A Major Stake for the Future: Authenticating Vanilla With DNA


As Madagascar vanilla plantations suffer from climate hazards and biopiracy, the price of vanilla has risen sharply, tenfold over the past five years. Moreover, the use of vanilla, pods or natural extracts by food, fragrances and cosmetics industries has increased undoubtedly. This context encourages fraud. That’s why industry professionals and consumers are increasingly wanting to check the authenticity and traceability of plant raw materials. To provide more guarantees, scientists have developed and improved several different analytical techniques. In this study, we present an efficient genetic technology called barcoding to identify and trace vanilla species. Raw material authentication by barcoding was carried out with long genetic markers, used as a signature for each vanilla species.

This study shows that the barcoding analyses are useful to confirm the use of authentic and natural products before the transformation steps.

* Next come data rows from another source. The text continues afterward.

use criterion::{black_box, criterion_group, criterion_main, Criterion};
use folfoxcore::prelude::*;

/// Benchmark a single 180-day simulation with the standard six cycles
fn benchmark_simulate(c: &mut Criterion) {
    let settings = Settings::default();
    let model = FolfoxModel::new(&settings).unwrap();
    c.bench_function("simulate_6_cycles", |b| {
        b.iter(|| {
            let _ = model.simulate(black_box(6)).unwrap();
        });
    });
}

/// Benchmark the full cycle-count search over the 180-day horizon
fn benchmark_optimize(c: &mut Criterion) {
    let settings = Settings::default();
    let model = FolfoxModel::new(&settings).unwrap();
    c.bench_function("optimize_cycles", |b| {
        b.iter(|| {
            let _ = optimize_cycles(black_box(&model)).unwrap();
        });
    });
}

criterion_group!(benches, benchmark_simulate, benchmark_optimize);
criterion_main!(benches);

In the future, these methods, in conjunction with chemical analyses, will be essential in preventing fraud and adulteration.

A Brief History of Vanilla

Vanilla is one of the most used and known natural flavors in the world and is experiencing an increase in global demand.1 Vanilla species belong to the Fabaceae family. Vanilla genus contains about 100 different species and the main cultivated species are native from Mesoamerica.2 In 1739, vanilla was introduced into Europe.3 Then, with increasing demands and supply constraints, cultures were expanded into other geographical areas (islands of the Indian Ocean and Indonesia). To improve productivity and extend marketing, manual pollination was developed in 1838. Today, vanilla production is dominated by Madagascar, Indonesia, Uganda, India, Comores and Mexico.4 The United States is the main vanilla importer (between 1,500-2,000 metric tons annually) and uses it to produce vanilla extracts for export. However, the increase of weather events has induced supply deficits or poor fruits quality. These conditions cause increased vanilla bean prices (multiplied by 20 in 10 years). In 2018, vanilla beans were sold at $600 per kilogram.5 This price modification has a negative impact on the entire vanilla supply chain and ultimately on consumers.

An alternative to this problem is the use of synthetic vanillin obtained from paper and pulp mill by-products.6 However, synthetic vanillin from other plants can be used to adulterate natural ingredients. In this context, it’s important to authenticate and identify plant species used to manufacture products. Moreover, consumers and cosmetics industries are more and more concerned by adulteration and fraud. Today, the presence of natural or synthetic flavors and its main chemical component is detectable thanks to the “Quantitative Natural Abundance 13C NMR” technique.7 This technology shows a link with the plant species used to make a product.

The advantage of this technique is its affordability and its time efficiency. The main disadvantage is that chemistry fails to identify several plant species. To answer this problem, plant genetic research has found that every plant species has a specific genetic signature.8 In literature, different authors report the use of genes for vanilla authentication.9-10 But many authors suggest the interest of several genetic markers to authenticate and trace vanilla species.